Cartographic propaganda during WW I and WW II was used to polarize states along the lines of war and did so by appealing to the masses. Fred Rose's "Serio-comic war map for the year 1877" portrayed the Russian Empire as an octopus stretching out its tentacles vying for control in Europe and was intended to solicit distrust of the Russian Empire within Europe. This concept was used again in 1917 during WW I, when France commissioned a map which portrayed Prussia as the octopus. The octopus appeared again in 1942 as (Vichy) France intended to sustain its citizens' morale and cast Winston Churchill as the octopus, a demonic green-faced, red-lipped, cigar-smoking creature attempting to seize Africa and the Middle East.

== Targets ==
Political persuasion often concerns territorial claims, nationalities, national pride, borders, strategic positions, conquests, attacks, troop movements, defenses, spheres of influence, regional inequality, etc. The goal of cartographic propaganda is to mold the map’s message by emphasizing supporting features while suppressing contradictory information. Successful cartographic propaganda is geared toward an audience.

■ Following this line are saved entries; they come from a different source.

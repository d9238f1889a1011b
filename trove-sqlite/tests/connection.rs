#[cfg(test)]
mod tests {
    use std::{
        path::{Path, PathBuf},
        sync::Mutex,
    };
    use tokio::fs;
    use trove_core::{ColumnKind, Config, Model, Recovery, Storage, StoreError};
    use trove_sqlite::SqliteStore;
    use trove_tests::{Book, Genre, User, UserInput, book, init_logs, silent_logs};

    static MUTEX: Mutex<()> = Mutex::new(());
    const DB_DIR: &'static str = "../target/debug";
    const MODEL_DIR: &'static str = "tests/models";

    async fn remove(model: &str) -> PathBuf {
        let path = Path::new(DB_DIR).join(format!("{}.db", model));
        if path.exists() {
            fs::remove_file(&path)
                .await
                .expect(format!("Failed to remove test database file {}", path.display()).as_str());
        }
        path
    }

    fn users(name: &str, email: bool, age: ColumnKind) -> Model {
        let model = Model::new(name)
            .with_entity("User")
            .with_column("id", ColumnKind::Text)
            .with_column("name", ColumnKind::Text)
            .with_column("age", age)
            .with_column("tags", ColumnKind::Blob);
        if email {
            model.with_column("email", ColumnKind::Text)
        } else {
            model
        }
    }

    #[tokio::test]
    async fn open_declared_model() {
        init_logs();
        let _guard = MUTEX.lock().unwrap();
        let path = remove("library").await;
        let config = Config::new("library")
            .with_model_dir(MODEL_DIR)
            .with_directory(DB_DIR);
        let storage = Storage::<SqliteStore>::open(config)
            .await
            .expect("Could not open the library");
        assert!(path.exists(), "Database file should be created after opening");
        assert_eq!(storage.model_name(), "library");
        let mut dune = storage
            .insert::<Book>(book(1, "Dune", Genre::Science, 4.5))
            .await
            .expect("Failed to insert Dune");
        assert_eq!(dune.title(), "Dune");

        // The model has no users
        let error;
        silent_logs! {
            error = storage
                .count::<User>(None)
                .await
                .expect_err("User is not declared in the library");
        }
        assert_eq!(
            StoreError::kind_of(&error),
            Some(&StoreError::EntityNotFound {
                entity: "User".into()
            })
        );
    }

    #[tokio::test]
    async fn missing_model() {
        init_logs();
        let result;
        silent_logs! {
            result = Storage::<SqliteStore>::open(
                Config::new("nowhere").with_model_dir(MODEL_DIR).in_memory(),
            )
            .await;
        }
        let error = result.err().expect("A missing model cannot be opened");
        assert_eq!(
            StoreError::kind_of(&error),
            Some(&StoreError::ModelNotFound {
                model: "nowhere".into()
            })
        );
        let result;
        silent_logs! {
            result = Storage::<SqliteStore>::open(
                Config::new("mislabeled").with_model_dir(MODEL_DIR).in_memory(),
            )
            .await;
        }
        let error = result.err().expect("A model declaring another name is rejected");
        assert!(StoreError::is(&error, |e| matches!(
            e,
            StoreError::ModelNotFound { .. }
        )));
    }

    #[tokio::test]
    async fn migrate_added_column() {
        init_logs();
        let _guard = MUTEX.lock().unwrap();
        remove("migration").await;
        let config = Config::new("migration").with_directory(DB_DIR);
        {
            let storage = Storage::<SqliteStore>::open_with(
                config.clone(),
                users("migration", false, ColumnKind::Integer),
            )
            .await
            .expect("Could not open the first version");
            storage
                .insert::<User>(UserInput::new("walt", "Walt", 50))
                .await
                .expect("Failed to insert Walt");
        }
        let storage = Storage::<SqliteStore>::open_with(
            config,
            users("migration", true, ColumnKind::Integer),
        )
        .await
        .expect("Could not open the second version");
        let mut walt = storage
            .query_one::<User>("walt".into())
            .await
            .expect("Walt survives the migration");
        assert_eq!(walt.name(), "Walt");
        assert_eq!(walt.email(), None);
        walt.set_email(Some("walt@example.com"));
        storage.flush(&mut walt).await.expect("Failed to flush Walt");
        let mut check = storage
            .query_one::<User>("walt".into())
            .await
            .expect("Failed to query Walt");
        assert_eq!(check.email().as_deref(), Some("walt@example.com"));
    }

    #[tokio::test]
    async fn incompatible_schema() {
        init_logs();
        let _guard = MUTEX.lock().unwrap();
        remove("incompatible").await;
        let config = Config::new("incompatible").with_directory(DB_DIR);
        {
            let storage = Storage::<SqliteStore>::open_with(
                config.clone(),
                users("incompatible", true, ColumnKind::Integer),
            )
            .await
            .expect("Could not open the first version");
            storage
                .insert::<User>(UserInput::new("xena", "Xena", 30))
                .await
                .expect("Failed to insert Xena");
        }

        // Refused unless recreating is allowed
        let result;
        silent_logs! {
            result = Storage::<SqliteStore>::open_with(
                config.clone(),
                users("incompatible", true, ColumnKind::Text),
            )
            .await;
        }
        assert!(result.is_err(), "A changed column type must be refused");
        let storage = Storage::<SqliteStore>::open_with(
            config.clone(),
            users("incompatible", true, ColumnKind::Integer),
        )
        .await
        .expect("The refusal must leave the database untouched");
        assert_eq!(
            storage.count::<User>(None).await.expect("Failed to count"),
            1
        );
        drop(storage);

        let storage;
        silent_logs! {
            storage = Storage::<SqliteStore>::open_with(
                config.with_recovery(Recovery::Recreate),
                users("incompatible", true, ColumnKind::Text),
            )
            .await
            .expect("Could not recreate the database");
        }
        assert_eq!(
            storage.count::<User>(None).await.expect("Failed to count"),
            0
        );
    }

    #[tokio::test]
    async fn corrupted_file() {
        init_logs();
        let _guard = MUTEX.lock().unwrap();
        let path = remove("corrupted").await;
        fs::write(&path, vec![b'x'; 4096])
            .await
            .expect("Failed to write the corrupted file");
        let config = Config::new("corrupted").with_directory(DB_DIR);
        let result;
        silent_logs! {
            result = Storage::<SqliteStore>::open_with(
                config.clone(),
                users("corrupted", true, ColumnKind::Integer),
            )
            .await;
        }
        assert!(result.is_err(), "A corrupted file must be refused");
        let storage;
        silent_logs! {
            storage = Storage::<SqliteStore>::open_with(
                config.with_recovery(Recovery::Recreate),
                users("corrupted", true, ColumnKind::Integer),
            )
            .await
            .expect("Could not recreate the corrupted database");
        }
        storage
            .insert::<User>(UserInput::new("yuri", "Yuri", 44))
            .await
            .expect("The recreated database is usable");
        assert_eq!(
            storage.count::<User>(None).await.expect("Failed to count"),
            1
        );
    }
}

=== Political leadership ===

Before the U.S. had entered into WW II, U.S. President Franklin D. Roosevelt came to possess a German map of Central and South America that depicted all Latin American republics reduced to "five vassal states ... bringing the whole continent under their [Nazi] domination." FDR viewed this as an open threat to "our great life line, the Panama Canal" and therefore mean that "the Nazi design is not only against South America, but against the U.S. as well." This map was undoubtedly propaganda, yet its target audience could have either been the German or American public. The map was first discovered by the British and then brought to the attention of FDR. Although Berlin claimed that it was a forgery, the origin of the map is still unknown.

Some Nazi maps were commissioned as an attempt to divert sympathy from the Allies from neutral countries. The Nazi map, "A Study in Empires" compared the size of Germany (264,300 sq. mi) to that of the British Empire (13,320,854 sq. mi) to argue that Germany could not possibly be an aggressor as her size was far smaller than the Allied nation.

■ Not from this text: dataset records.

#[cfg(test)]
mod tests {
    use std::{cmp::Ordering, collections::BTreeMap};
    use trove::{Record, Row, RowId, Value};
    use uuid::Uuid;

    #[test]
    fn value_conversions() {
        assert_eq!(Value::from(true), Value::Boolean(true));
        assert_eq!(Value::from(-3_i8), Value::Int64(-3));
        assert_eq!(Value::from(u32::MAX), Value::Int64(u32::MAX as i64));
        assert_eq!(Value::from(1.5_f32), Value::Float64(1.5));
        assert_eq!(Value::from("hello"), Value::Varchar("hello".into()));
        assert_eq!(Value::from(&"hello".to_string()), Value::Varchar("hello".into()));
        assert_eq!(Value::from(&[1_u8, 2][..]), Value::Blob([1, 2].into()));
        assert_eq!(Value::from(None::<i32>), Value::Null);
        assert_eq!(Value::from(Some(7)), Value::Int64(7));
        assert_eq!(
            Value::from(vec![1, 2]),
            Value::List(vec![Value::Int64(1), Value::Int64(2)])
        );
        let uuid = Uuid::parse_str("5e915574-bb30-4430-98cf-c5854f61fbbd").unwrap();
        assert_eq!(
            Value::from(uuid),
            Value::Varchar("5e915574-bb30-4430-98cf-c5854f61fbbd".into())
        );
        assert!(Value::default().is_null());
        assert_eq!(Value::Float64(0.0).kind(), "Float64");
    }

    #[test]
    fn value_compare() {
        assert_eq!(Value::Null.compare(&Value::Int64(-100)), Ordering::Less);
        assert_eq!(Value::Int64(2).compare(&Value::Float64(1.5)), Ordering::Greater);
        assert_eq!(Value::Float64(2.0).compare(&Value::Int64(2)), Ordering::Equal);
        assert_eq!(
            Value::Varchar("abc".into()).compare(&Value::Varchar("abd".into())),
            Ordering::Less
        );
        assert_eq!(
            Value::Varchar("1".into()).compare(&Value::Int64(9)),
            Ordering::Greater
        );
        assert_eq!(
            Value::from(vec![1, 2]).compare(&Value::from(vec![1, 2, 0])),
            Ordering::Less
        );
        assert_eq!(
            Value::Boolean(false).compare(&Value::Boolean(true)),
            Ordering::Less
        );
    }

    #[test]
    fn value_display() {
        assert_eq!(Value::Null.to_string(), "NULL");
        assert_eq!(Value::Varchar("a \"b\"".into()).to_string(), r#""a \"b\"""#);
        assert_eq!(Value::Blob([0xde, 0xad].into()).to_string(), "X'DEAD'");
        let map = BTreeMap::from([
            ("b".to_string(), Value::Int64(2)),
            ("a".to_string(), Value::from(vec![true])),
        ]);
        assert_eq!(Value::Map(map).to_string(), r#"{"a": [true], "b": 2}"#);
        assert_eq!(RowId(12).to_string(), "#12");
    }

    #[test]
    fn value_json() {
        let value = Value::Map(BTreeMap::from([
            ("name".to_string(), Value::from("Ada")),
            ("scores".to_string(), Value::from(vec![1.5, 2.0])),
            ("admin".to_string(), Value::Boolean(false)),
            ("nothing".to_string(), Value::Null),
        ]));
        let json = value.to_json();
        assert_eq!(
            json.to_string(),
            r#"{"admin":false,"name":"Ada","nothing":null,"scores":[1.5,2.0]}"#
        );
        assert_eq!(Value::from_json(json), value);
        assert_eq!(
            Value::Blob([1, 2].into()).to_json_bytes().unwrap(),
            b"[1,2]".to_vec()
        );
    }

    #[test]
    fn row_lookup() {
        let row = Row::from(Record::from([
            ("id".to_string(), Value::Int64(1)),
            ("title".to_string(), Value::from("Dune")),
        ]));
        assert_eq!(row.names(), ["id", "title"]);
        assert_eq!(row.get("title"), Some(&Value::from("Dune")));
        assert_eq!(row.get("missing"), None);
        assert_eq!(row.values().len(), 2);
    }
}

The Nazi regime also used maps to persuade the United States to remain neutral during WW II by flattering both isolationism and Monroe Doctrine militarism. "Spheres of Influence", created and published in 1941, uses bold lines traced around sections of the globe to send a clear message to Americans: stay in your own hemisphere and out of Europe.

=== Military leadership ===
Cartographic propaganda can be used to mislead the enemy and its military by distorting maps and the information they contain which is used in military strategic planning.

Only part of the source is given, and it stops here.